It is unclear how large such a turnout gap in Mombasa and Kakamega would have had to be in order for this aspect of the IEBC’s performance to be taken into account by the Supreme Court.
With these contrasting regional results in mind, does differential voter turnout explain any of the pollsters’ pre-election “error”? The simple answer is “yes”, but to what extent requires another “deep dive” into the official/IEBC data.
First of all, of all 48 electoral units, Odinga obtained more votes than Ruto in 28 (27 counties plus the Diaspora), leaving 20 counties in which Ruto out-scored him. In the former category, there were 7,968,238 valid votes, while in the latter there were 6,244,799. However, whereas Odinga obtained only 70.6 per cent of all valid votes in his “dominant” areas, Ruto obtained 78.3 per cent in his. Or to put it the other way round, while Ruto obtained 28.7 per cent of all valid votes in Odinga-dominant areas, Odinga managed only 21.1 per cent in Ruto-majority areas. In terms of actual votes, Odinga got 5,627,630 votes in his “strongholds”, while Ruto garnered 4,889,909 in his. However, what got Ruto over the line is that while Odinga obtained only 1,315,300 votes in Ruto’s areas, Ruto obtained 2,286,232 in Odinga’s.

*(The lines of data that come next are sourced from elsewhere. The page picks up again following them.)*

#[async_trait]
impl FileSystem for LocalFileSystem {
    fn kind(&self) -> BackendKind {
        BackendKind::Local
    }

    fn root_uri(&self) -> &Arc<Uri> {
        self.handle.root()
    }

    fn is_open(&self) -> bool {
        self.handle.is_open()
    }

    async fn close(&self) -> VfsResult<()> {
        self.handle.mark_closed();
        Ok(())
    }

    async fn metadata(&self, path: &VfsPath, follow_links: bool) -> VfsResult<FileMetadata> {
        let native = self.native_path(path)?;
        let meta = if follow_links {
            fs::metadata(&native).await
        } else {
            fs::symlink_metadata(&native).await
        };
        meta.map(|m| Self::convert_metadata(&m))
            .map_err(|e| Self::io_error(e, path))
    }

    async fn read_directory(&self, dir: &VfsPath) -> VfsResult<DirectoryStream> {
        let native = self.native_path(dir)?;
        let read_dir = fs::read_dir(&native)
            .await
            .map_err(|e| Self::io_error(e, dir))?;
        Ok(DirectoryStream::new(
            dir.clone(),
            Box::new(LocalEntries {
                dir: read_dir,
                path: dir.to_string(),
            }),
        ))
    }

    async fn open_reader(&self, path: &VfsPath) -> VfsResult<BoxReader> {
        let native = self.native_path(path)?;
        let file = fs::File::open(&native)
            .await
            .map_err(|e| Self::io_error(e, path))?;
        let meta = file.metadata().await.map_err(|e| Self::io_error(e, path))?;
        if meta.is_dir() {
            return Err(VfsError::is_directory(path.to_string()));
        }
        Ok(Box::new(IoReader::new(file, path.to_string(), Some(meta.len()))))
    }

    async fn read_symlink(&self, link: &VfsPath) -> VfsResult<ByteString> {
        let native = self.native_path(link)?;
        match fs::read_link(&native).await {
            Ok(target) => Ok(ByteString::from(target.as_os_str().as_bytes())),
            Err(e) if e.kind() == std::io::ErrorKind::InvalidInput => {
                Err(VfsError::not_link(link.to_string()))
            }
            Err(e) => Err(Self::io_error(e, link)),
        }
    }

    async fn file_store(&self, path: &VfsPath) -> VfsResult<FileStore> {
        let native = self.native_path(path)?;
        let stat = tokio::task::spawn_blocking({
            let native = native.clone();
            move || rustix::fs::statvfs(&native)
        })
        .await
        .map_err(|e| VfsError::file_system(path.to_string(), e.to_string()))?
        .map_err(|errno| Self::io_error(errno.into(), path))?;

        let fragment = stat.f_frsize.max(1);
        Ok(FileStore {
            name: native.display().to_string(),
            store_type: "local".to_string(),
            read_only: stat.f_flag.contains(rustix::fs::StatVfsMountFlags::RDONLY),
            total_space: stat.f_blocks.saturating_mul(fragment),
            usable_space: stat.f_bavail.saturating_mul(fragment),
            unallocated_space: stat.f_bfree.saturating_mul(fragment),
            block_size: stat.f_bsize,
        })
    }

    async fn open_writer(&self, path: &VfsPath, options: OpenOptions) -> VfsResult<BoxWriter> {
        let native = self.native_path(path)?;
        let file = fs::OpenOptions::new()
            .read(options.read)
            .write(options.write || options.append)
            .append(options.append)
            .truncate(options.truncate_existing && !options.append)
            .create(options.create)
            .create_new(options.create_new)
            .open(&native)
            .await
            .map_err(|e| Self::io_error(e, path))?;
        Ok(Box::new(IoWriter::new(file, path.to_string())))
    }

    async fn create_directory(&self, path: &VfsPath) -> VfsResult<()> {
        let native = self.native_path(path)?;
        fs::create_dir(&native)
            .await
            .map_err(|e| Self::io_error(e, path))
    }

    async fn create_symlink(&self, link: &VfsPath, target: &ByteString) -> VfsResult<()> {
        let native = self.native_path(link)?;
        fs::symlink(OsStr::from_bytes(target.as_bytes()), &native)
            .await
            .map_err(|e| Self::io_error(e, link))
    }

    async fn create_link(&self, link: &VfsPath, existing: &VfsPath) -> VfsResult<()> {
        let native_link = self.native_path(link)?;
        let native_existing = self.native_path(existing)?;
        fs::hard_link(&native_existing, &native_link)
            .await
            .map_err(|e| Self::two_path_error(e, link, existing))
    }

    async fn delete(&self, path: &VfsPath) -> VfsResult<()> {
        let native = self.native_path(path)?;
        let meta = fs::symlink_metadata(&native)
            .await
            .map_err(|e| Self::io_error(e, path))?;
        let result = if meta.is_dir() {
            fs::remove_dir(&native).await
        } else {
            fs::remove_file(&native).await
        };
        result.map_err(|e| Self::io_error(e, path))
    }

    async fn set_last_modified(&self, path: &VfsPath, time: SystemTime) -> VfsResult<()> {
        let native = self.native_path(path)?;
        tokio::task::spawn_blocking(move || {
            std::fs::File::open(&native).and_then(|file| file.set_modified(time))
        })
        .await
        .map_err(|e| VfsError::file_system(path.to_string(), e.to_string()))?
        .map_err(|e| Self::io_error(e, path))
    }

    async fn set_mode(&self, path: &VfsPath, mode: u32) -> VfsResult<()> {
        let native = self.native_path(path)?;
        fs::set_permissions(&native, std::fs::Permissions::from_mode(mode & 0o7777))
            .await
            .map_err(|e| Self::io_error(e, path))
    }

    fn supports_atomic_move(&self) -> bool {
        true
    }

    async fn native_copy(
        &self,
        source: &VfsPath,
        target: &VfsPath,
        options: &CopyOptions,
    ) -> VfsResult<()> {
        let native_source = self.native_path(source)?;
        let native_target = self.native_path(target)?;
        let meta = if options.no_follow_links {
            fs::symlink_metadata(&native_source).await
        } else {
            fs::metadata(&native_source).await
        }
        .map_err(|e| Self::io_error(e, source))?;

        if meta.file_type().is_symlink() {
            let link_target = fs::read_link(&native_source)
                .await
                .map_err(|e| Self::io_error(e, source))?;
            return fs::symlink(link_target, &native_target)
                .await
                .map_err(|e| Self::io_error(e, target));
        }
        if meta.is_dir() {
            fs::create_dir(&native_target)
                .await
                .map_err(|e| Self::io_error(e, target))?;
        } else {
            fs::copy(&native_source, &native_target)
                .await
                .map_err(|e| Self::two_path_error(e, source, target))?;
        }
        if options.copy_attributes {
            self.copy_attributes_to(target, meta.modified().ok(), meta.permissions().mode())
                .await;
        }
        Ok(())
    }

    /// `rename(2)`. Crossing devices reports `Unsupported` so the caller can
    /// fall back to copy and delete.
    async fn native_move(
        &self,
        source: &VfsPath,
        target: &VfsPath,
        _options: &CopyOptions,
    ) -> VfsResult<()> {
        let native_source = self.native_path(source)?;
        let native_target = self.native_path(target)?;
        fs::rename(&native_source, &native_target)
            .await
            .map_err(|e| Self::two_path_error(e, source, target))
    }
}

What got Ruto over the line is that while Odinga obtained only 1,315,300 votes in Ruto’sareas, Ruto obtained 2,286,232 in Odinga’s.
Such figures underscore the importance of voter turnout in explaining Ruto’s advantage. Specifically, whereas it was about 69 per cent in the 20 Ruto-dominant counties, it was only about 62 per cent in Odinga’s 27 (leaving out the few Diaspora voters).

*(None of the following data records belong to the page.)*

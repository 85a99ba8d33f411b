//! Archive codec errors.

use std::io;

use rustix::io::Errno;
use thiserror::Error;

use crate::vfs::error::{FileFault, VfsError};

/// A failure inside the archive codec: the errno, the operation that failed
/// and the library's message.
#[derive(Debug, Error)]
#[error("{operation} failed: {message} ({errno})")]
pub struct ArchiveError {
    pub errno: Errno,
    pub operation: &'static str,
    pub message: String,
}

impl ArchiveError {
    pub fn new(errno: Errno, operation: &'static str, message: impl Into<String>) -> Self {
        Self {
            errno,
            operation,
            message: message.into(),
        }
    }

    /// Interrupted I/O becomes `EINTR`; other errors keep their OS errno or
    /// fall back to `EIO`.
    pub fn from_io(operation: &'static str, err: io::Error) -> Self {
        let errno = if err.kind() == io::ErrorKind::Interrupted {
            Errno::INTR
        } else if err.kind() == io::ErrorKind::UnexpectedEof {
            Errno::IO
        } else {
            Errno::from_io_error(&err).unwrap_or(Errno::IO)
        };
        Self::new(errno, operation, err.to_string())
    }

    pub fn from_zip(operation: &'static str, err: zip::result::ZipError) -> Self {
        match err {
            zip::result::ZipError::Io(e) => Self::from_io(operation, e),
            zip::result::ZipError::UnsupportedArchive(msg)
                if msg == zip::result::ZipError::PASSWORD_REQUIRED =>
            {
                Self::new(Errno::ACCESS, operation, msg)
            }
            zip::result::ZipError::UnsupportedArchive(msg) => {
                Self::new(Errno::NOTSUP, operation, msg)
            }
            zip::result::ZipError::FileNotFound => {
                Self::new(Errno::NOENT, operation, "entry not found")
            }
            other => Self::new(Errno::INVAL, operation, other.to_string()),
        }
    }

    pub fn unsupported(operation: &'static str, message: impl Into<String>) -> Self {
        Self::new(Errno::NOTSUP, operation, message)
    }

    pub fn is_interrupted(&self) -> bool {
        self.errno == Errno::INTR
    }

    /// Translate into the VFS taxonomy for `path`.
    pub fn into_vfs(self, path: impl Into<String>) -> VfsError {
        let fault = FileFault::new(path).with_reason(self.to_string());
        match self.errno {
            Errno::INTR => VfsError::Interrupted(fault.to_string()),
            Errno::NOENT => VfsError::NoSuchFile(fault),
            Errno::ACCESS | Errno::PERM => VfsError::AccessDenied(fault),
            Errno::NOTSUP => VfsError::Unsupported(fault.to_string()),
            _ => VfsError::FileSystem(fault),
        }
    }
}

impl From<ArchiveError> for io::Error {
    fn from(err: ArchiveError) -> Self {
        io::Error::from_raw_os_error(err.errno.raw_os_error())
    }
}

#[cfg(test)]
mod tests {
    use super::*;
    use crate::vfs::error::VfsErrorKind;

    #[test]
    fn test_interrupted_maps_to_eintr() {
        let err = ArchiveError::from_io("read", io::Error::from(io::ErrorKind::Interrupted));
        assert!(err.is_interrupted());
        assert_eq!(err.into_vfs("/a.tar").kind(), VfsErrorKind::Interrupted);
    }

    #[test]
    fn test_message_names_operation() {
        let err = ArchiveError::new(Errno::IO, "next_header", "truncated header");
        assert!(err.to_string().starts_with("next_header failed: truncated header"));
        assert_eq!(err.into_vfs("/a.tar").kind(), VfsErrorKind::FileSystem);
    }

    #[test]
    fn test_password_required_is_access_denied() {
        let err = ArchiveError::from_zip(
            "open_entry",
            zip::result::ZipError::UnsupportedArchive(zip::result::ZipError::PASSWORD_REQUIRED),
        );
        assert_eq!(err.into_vfs("/a.zip").kind(), VfsErrorKind::AccessDenied);
    }
}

This analysis can be extended by answering another specific hypothetical question: what would the results have been if voter turnout had been identical to the national average of 65.1 per cent in all 47 counties? In terms of votes, Odinga would have obtained 7,140,924 as compared to Ruto’s 7,078,521 (with the remaining 98,319 divided between Wajackoyah and Mwaure), thereby pushing the former up to 49.9 per cent vs. 49.8 per cent for Ruto. Further, when Odinga’s “lost” votes from Kakamega and Mombasa are added, his total would have stood at 50.3 per cent as opposed to 49.7 per cent for Ruto, giving the former an outright/first round win, though with a victory-margin of just over 0.5 per cent, almost equal to that of Ruto’s official win, although still less than what nearly all of the final polls reported. Why so many more of Odinga’s potential voters failed to show up at their polling stations on 9 August is a question I shall leave for others to answer.
Factor four: respondent dishonesty
An additional factor that could help to explain the discrepancy between the last round of polls (average) and the official results is respondent dishonesty. It is of two types: unfulfilled intentions and outright falsehood. An example of the latter, as noted above, is respondents claiming to be registered who in fact were not, and thus never voted. Indeed, in selecting respondents for its two final pre-election surveys, TIFA excluded those who “confessed” to not being registered, although it was not possible to verify the registration claims of the remainder, let alone to match those non-voters with their expressed presidential voting intentions.
TIFA sought to identify the “liars” in its July survey, which was conducted in person at residences, by asking all respondents to name their polling stations, but only 94 per cent could do so. Here it should be recalled that in terms of expressed presidential vote-choice in that survey, Odinga out-scored Ruto by 46.7 per cent to 44.4 per cent, a 2.3 per cent difference. Yet when results are limited to those who could name their polling station, Odinga’s lead shrinks to just 0.2 per cent, from 46.4 per cent to 46.2 per cent, suggesting that there was more “dishonesty” about being registered among Odinga supporters. Moreover, the likelihood that, in comparison with the TIFA findings, Odinga “lost votes” by such dishonesty is also suggested by the fact that among those who failed to name their polling station, far more expressed voting intentions for Odinga than for Ruto (53 per cent vs. 19 per cent), and that another 19 per cent said they were “undecided” as to whom they would vote for, as compared with only 5 per cent among those who did name their polling station.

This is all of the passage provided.